▶ Problem requirements: Search the entries below for the string "retrieval" and copy the lines that hold it.
★ ★ ★ ★ ★ ★ ★
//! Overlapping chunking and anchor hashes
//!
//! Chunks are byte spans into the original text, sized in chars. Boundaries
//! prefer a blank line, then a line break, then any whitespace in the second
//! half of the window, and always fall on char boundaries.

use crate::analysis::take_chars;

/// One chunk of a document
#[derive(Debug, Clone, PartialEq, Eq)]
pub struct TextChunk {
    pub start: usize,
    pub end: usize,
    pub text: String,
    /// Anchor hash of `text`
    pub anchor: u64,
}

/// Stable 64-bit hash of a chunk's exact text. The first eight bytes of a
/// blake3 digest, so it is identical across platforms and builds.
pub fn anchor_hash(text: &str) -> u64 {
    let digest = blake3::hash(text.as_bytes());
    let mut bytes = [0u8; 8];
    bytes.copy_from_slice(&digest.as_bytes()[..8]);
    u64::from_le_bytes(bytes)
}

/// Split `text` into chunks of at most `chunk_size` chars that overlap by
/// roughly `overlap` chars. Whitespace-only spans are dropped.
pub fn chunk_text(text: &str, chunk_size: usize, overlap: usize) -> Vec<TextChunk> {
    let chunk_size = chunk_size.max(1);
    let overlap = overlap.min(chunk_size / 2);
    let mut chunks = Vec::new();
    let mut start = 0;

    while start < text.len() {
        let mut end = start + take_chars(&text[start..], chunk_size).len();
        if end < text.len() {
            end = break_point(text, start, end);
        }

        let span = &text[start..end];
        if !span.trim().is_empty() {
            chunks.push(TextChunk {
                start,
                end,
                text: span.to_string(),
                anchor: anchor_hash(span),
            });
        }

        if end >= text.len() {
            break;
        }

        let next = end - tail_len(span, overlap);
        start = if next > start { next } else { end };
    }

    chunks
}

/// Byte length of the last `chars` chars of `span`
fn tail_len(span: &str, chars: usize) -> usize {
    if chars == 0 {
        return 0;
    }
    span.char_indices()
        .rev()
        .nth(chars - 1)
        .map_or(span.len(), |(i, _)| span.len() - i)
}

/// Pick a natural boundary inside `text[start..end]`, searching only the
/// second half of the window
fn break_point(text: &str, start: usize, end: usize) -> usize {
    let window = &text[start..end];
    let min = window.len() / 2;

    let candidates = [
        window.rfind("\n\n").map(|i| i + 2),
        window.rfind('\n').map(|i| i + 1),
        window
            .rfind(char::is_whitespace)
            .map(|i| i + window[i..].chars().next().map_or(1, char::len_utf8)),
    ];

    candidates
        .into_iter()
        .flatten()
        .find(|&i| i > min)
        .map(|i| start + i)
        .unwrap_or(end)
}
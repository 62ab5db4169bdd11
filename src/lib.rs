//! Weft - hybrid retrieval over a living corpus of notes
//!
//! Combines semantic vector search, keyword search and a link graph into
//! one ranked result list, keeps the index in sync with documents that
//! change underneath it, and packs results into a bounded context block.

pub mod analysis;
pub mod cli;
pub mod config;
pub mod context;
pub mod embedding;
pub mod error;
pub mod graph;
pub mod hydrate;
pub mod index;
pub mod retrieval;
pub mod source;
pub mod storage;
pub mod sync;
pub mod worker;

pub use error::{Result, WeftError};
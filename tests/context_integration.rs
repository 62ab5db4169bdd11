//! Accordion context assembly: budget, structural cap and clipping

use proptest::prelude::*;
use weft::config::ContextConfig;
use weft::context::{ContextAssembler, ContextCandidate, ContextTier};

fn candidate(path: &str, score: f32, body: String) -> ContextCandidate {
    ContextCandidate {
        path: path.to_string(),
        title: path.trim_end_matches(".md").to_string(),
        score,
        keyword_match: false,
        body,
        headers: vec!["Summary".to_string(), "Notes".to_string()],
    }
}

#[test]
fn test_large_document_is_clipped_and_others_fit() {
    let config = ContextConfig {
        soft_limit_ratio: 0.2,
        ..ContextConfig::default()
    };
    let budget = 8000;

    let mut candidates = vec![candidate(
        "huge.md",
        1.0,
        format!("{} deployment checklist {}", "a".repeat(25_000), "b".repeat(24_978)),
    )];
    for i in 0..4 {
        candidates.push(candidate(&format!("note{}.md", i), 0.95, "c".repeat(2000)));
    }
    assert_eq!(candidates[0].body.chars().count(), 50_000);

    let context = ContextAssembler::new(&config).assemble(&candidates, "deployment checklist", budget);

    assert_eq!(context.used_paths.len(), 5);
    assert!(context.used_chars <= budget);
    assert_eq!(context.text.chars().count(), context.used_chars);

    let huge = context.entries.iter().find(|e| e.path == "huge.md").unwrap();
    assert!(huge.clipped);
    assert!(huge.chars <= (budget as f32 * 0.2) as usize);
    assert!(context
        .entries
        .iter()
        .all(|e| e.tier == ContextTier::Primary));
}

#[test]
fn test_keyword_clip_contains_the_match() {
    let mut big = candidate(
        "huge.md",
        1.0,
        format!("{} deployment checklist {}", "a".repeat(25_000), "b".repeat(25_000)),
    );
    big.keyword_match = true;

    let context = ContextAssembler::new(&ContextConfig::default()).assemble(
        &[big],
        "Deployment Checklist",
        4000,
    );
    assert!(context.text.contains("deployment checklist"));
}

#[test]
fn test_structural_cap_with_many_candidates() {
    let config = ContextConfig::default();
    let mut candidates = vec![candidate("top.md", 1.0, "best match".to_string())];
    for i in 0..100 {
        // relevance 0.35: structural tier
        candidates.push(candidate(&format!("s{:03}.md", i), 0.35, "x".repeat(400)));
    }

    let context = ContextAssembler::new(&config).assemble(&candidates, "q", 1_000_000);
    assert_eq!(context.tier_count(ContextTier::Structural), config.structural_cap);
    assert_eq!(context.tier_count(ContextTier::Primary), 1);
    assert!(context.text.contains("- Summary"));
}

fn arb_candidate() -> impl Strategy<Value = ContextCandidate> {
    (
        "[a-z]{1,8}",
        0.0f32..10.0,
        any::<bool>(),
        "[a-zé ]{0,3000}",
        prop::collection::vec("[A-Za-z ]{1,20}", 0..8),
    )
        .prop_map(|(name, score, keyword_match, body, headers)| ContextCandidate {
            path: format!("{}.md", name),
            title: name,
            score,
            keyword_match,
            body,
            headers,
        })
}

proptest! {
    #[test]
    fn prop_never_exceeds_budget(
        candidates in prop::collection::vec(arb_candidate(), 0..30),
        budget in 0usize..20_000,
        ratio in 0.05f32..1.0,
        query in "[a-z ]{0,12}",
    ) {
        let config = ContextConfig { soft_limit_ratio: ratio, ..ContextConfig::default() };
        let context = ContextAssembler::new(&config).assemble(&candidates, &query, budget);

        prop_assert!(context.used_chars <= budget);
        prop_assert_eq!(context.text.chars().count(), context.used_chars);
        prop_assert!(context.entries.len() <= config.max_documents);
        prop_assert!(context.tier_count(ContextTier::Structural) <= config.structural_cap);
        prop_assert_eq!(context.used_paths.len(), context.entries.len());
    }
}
★ ★ ★ ★ ★ ★ ★
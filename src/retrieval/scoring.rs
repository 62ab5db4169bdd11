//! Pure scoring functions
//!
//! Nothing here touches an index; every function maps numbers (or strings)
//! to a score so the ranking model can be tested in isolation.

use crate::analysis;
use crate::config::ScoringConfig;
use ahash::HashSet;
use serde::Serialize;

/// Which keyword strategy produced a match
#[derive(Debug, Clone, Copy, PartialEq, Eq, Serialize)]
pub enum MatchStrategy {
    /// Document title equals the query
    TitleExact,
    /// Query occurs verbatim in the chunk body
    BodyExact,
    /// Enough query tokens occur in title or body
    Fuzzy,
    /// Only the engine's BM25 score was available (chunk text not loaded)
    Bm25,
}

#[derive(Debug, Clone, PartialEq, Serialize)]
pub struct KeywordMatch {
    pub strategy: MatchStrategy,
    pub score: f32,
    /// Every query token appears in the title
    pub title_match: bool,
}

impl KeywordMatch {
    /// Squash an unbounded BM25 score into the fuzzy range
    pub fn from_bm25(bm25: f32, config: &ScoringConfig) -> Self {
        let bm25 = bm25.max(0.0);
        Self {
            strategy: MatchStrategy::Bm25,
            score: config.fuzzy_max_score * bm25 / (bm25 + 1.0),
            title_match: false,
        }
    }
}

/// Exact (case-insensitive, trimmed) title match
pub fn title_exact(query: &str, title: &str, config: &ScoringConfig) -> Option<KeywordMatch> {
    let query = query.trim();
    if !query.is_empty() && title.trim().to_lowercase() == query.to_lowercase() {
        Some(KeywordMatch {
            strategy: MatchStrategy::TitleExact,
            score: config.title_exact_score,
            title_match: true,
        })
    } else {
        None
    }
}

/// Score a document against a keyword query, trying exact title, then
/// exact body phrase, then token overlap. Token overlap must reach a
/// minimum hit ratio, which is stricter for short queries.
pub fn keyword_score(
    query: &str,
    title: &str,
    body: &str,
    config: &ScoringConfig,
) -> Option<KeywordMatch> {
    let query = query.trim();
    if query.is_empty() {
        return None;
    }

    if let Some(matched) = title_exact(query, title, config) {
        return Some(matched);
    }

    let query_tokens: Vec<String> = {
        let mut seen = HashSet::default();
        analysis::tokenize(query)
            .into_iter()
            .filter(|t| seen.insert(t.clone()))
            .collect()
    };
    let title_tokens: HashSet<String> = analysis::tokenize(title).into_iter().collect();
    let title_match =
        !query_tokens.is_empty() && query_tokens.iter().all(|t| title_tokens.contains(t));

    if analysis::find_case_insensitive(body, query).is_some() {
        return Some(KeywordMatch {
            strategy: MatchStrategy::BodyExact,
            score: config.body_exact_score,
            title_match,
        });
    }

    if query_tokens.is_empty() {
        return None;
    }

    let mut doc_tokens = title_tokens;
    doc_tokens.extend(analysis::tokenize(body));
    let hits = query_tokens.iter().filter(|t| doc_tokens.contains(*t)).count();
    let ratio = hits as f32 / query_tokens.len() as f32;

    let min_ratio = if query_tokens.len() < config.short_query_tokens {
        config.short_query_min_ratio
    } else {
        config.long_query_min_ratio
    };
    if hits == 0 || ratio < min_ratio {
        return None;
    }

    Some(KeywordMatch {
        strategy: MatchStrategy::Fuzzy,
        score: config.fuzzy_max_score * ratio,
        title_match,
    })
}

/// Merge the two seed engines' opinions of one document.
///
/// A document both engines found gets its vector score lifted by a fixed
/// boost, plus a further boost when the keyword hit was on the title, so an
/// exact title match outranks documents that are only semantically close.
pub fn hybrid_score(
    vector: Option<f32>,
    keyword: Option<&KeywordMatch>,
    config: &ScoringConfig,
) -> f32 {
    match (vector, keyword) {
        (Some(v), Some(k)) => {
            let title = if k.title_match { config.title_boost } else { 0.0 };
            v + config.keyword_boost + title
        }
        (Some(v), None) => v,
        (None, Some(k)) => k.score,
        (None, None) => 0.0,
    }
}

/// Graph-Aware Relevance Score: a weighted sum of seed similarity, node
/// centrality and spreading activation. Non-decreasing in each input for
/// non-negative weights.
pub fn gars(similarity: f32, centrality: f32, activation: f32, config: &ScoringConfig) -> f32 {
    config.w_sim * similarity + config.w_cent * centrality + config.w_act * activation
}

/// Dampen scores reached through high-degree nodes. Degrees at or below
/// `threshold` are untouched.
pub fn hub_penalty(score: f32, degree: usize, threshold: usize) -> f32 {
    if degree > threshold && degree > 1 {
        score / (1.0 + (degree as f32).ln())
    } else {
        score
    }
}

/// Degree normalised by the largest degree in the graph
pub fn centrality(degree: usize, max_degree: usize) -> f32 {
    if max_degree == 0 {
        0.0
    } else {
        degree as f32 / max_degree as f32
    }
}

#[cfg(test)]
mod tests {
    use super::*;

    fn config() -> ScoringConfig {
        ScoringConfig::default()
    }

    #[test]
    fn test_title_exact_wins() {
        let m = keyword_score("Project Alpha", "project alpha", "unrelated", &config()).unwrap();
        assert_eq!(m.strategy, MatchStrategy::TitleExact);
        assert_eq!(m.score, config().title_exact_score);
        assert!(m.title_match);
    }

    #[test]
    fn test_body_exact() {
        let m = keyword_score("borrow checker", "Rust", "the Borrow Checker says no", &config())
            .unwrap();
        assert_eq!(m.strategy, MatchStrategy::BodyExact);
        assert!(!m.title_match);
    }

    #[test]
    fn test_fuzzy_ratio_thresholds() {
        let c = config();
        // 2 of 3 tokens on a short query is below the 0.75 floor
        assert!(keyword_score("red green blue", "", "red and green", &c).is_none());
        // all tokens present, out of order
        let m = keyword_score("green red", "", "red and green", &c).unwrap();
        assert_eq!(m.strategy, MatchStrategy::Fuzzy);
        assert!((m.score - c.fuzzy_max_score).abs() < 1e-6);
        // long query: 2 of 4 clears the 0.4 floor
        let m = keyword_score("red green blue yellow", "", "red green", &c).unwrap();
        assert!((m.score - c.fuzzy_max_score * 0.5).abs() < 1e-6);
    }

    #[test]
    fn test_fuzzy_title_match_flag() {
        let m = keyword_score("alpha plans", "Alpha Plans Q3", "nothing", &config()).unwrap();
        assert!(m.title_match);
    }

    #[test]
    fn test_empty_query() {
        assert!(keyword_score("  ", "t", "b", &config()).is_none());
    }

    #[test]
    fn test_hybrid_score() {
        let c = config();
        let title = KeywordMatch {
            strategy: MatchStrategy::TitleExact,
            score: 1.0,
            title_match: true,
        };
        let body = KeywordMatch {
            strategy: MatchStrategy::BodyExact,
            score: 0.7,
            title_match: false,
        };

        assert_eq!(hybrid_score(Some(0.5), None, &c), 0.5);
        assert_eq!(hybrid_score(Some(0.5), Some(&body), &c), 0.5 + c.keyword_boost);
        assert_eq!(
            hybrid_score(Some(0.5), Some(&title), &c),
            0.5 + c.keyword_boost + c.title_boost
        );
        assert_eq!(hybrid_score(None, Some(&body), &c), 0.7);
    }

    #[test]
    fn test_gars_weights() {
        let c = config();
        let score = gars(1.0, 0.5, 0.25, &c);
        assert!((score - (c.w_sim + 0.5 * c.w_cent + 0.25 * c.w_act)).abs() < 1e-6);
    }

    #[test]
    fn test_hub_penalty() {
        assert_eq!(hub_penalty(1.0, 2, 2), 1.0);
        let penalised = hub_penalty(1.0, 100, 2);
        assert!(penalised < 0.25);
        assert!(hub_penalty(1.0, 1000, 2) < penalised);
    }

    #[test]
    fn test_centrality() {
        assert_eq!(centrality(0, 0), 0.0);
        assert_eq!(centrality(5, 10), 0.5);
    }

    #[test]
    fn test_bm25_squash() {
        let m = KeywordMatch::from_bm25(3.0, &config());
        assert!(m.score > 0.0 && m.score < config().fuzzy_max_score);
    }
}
★ ★ ★ ★ ★ ★ ★
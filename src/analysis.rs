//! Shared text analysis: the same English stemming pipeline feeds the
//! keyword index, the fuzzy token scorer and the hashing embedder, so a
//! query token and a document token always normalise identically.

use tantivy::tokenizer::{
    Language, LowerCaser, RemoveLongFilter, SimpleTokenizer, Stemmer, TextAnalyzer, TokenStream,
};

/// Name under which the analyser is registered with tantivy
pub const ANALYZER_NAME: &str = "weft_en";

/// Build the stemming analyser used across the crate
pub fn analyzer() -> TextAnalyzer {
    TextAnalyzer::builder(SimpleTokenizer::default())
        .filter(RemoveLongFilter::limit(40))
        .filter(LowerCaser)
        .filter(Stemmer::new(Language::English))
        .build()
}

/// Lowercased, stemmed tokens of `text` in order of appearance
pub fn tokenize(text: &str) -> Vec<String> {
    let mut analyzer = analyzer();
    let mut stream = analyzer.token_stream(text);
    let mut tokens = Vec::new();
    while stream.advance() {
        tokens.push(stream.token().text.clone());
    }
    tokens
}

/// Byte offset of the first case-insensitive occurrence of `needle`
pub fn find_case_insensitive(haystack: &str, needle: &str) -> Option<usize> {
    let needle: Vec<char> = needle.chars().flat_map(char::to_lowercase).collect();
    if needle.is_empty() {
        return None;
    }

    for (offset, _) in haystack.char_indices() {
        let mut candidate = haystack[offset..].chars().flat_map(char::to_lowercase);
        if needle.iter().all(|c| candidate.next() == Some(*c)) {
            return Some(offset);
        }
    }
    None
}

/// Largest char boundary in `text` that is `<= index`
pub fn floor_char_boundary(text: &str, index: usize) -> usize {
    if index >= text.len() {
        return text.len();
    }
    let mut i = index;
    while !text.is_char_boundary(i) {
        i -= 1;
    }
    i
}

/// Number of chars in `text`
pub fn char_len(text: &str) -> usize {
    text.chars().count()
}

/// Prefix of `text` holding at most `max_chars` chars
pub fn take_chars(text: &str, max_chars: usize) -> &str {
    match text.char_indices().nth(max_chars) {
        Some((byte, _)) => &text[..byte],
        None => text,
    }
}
★ ★ ★ ★ ★ ★ ★
▶ Output:
//! Weft - hybrid retrieval over a living corpus of notes
pub mod retrieval;
filename src/retrieval/scoring.rs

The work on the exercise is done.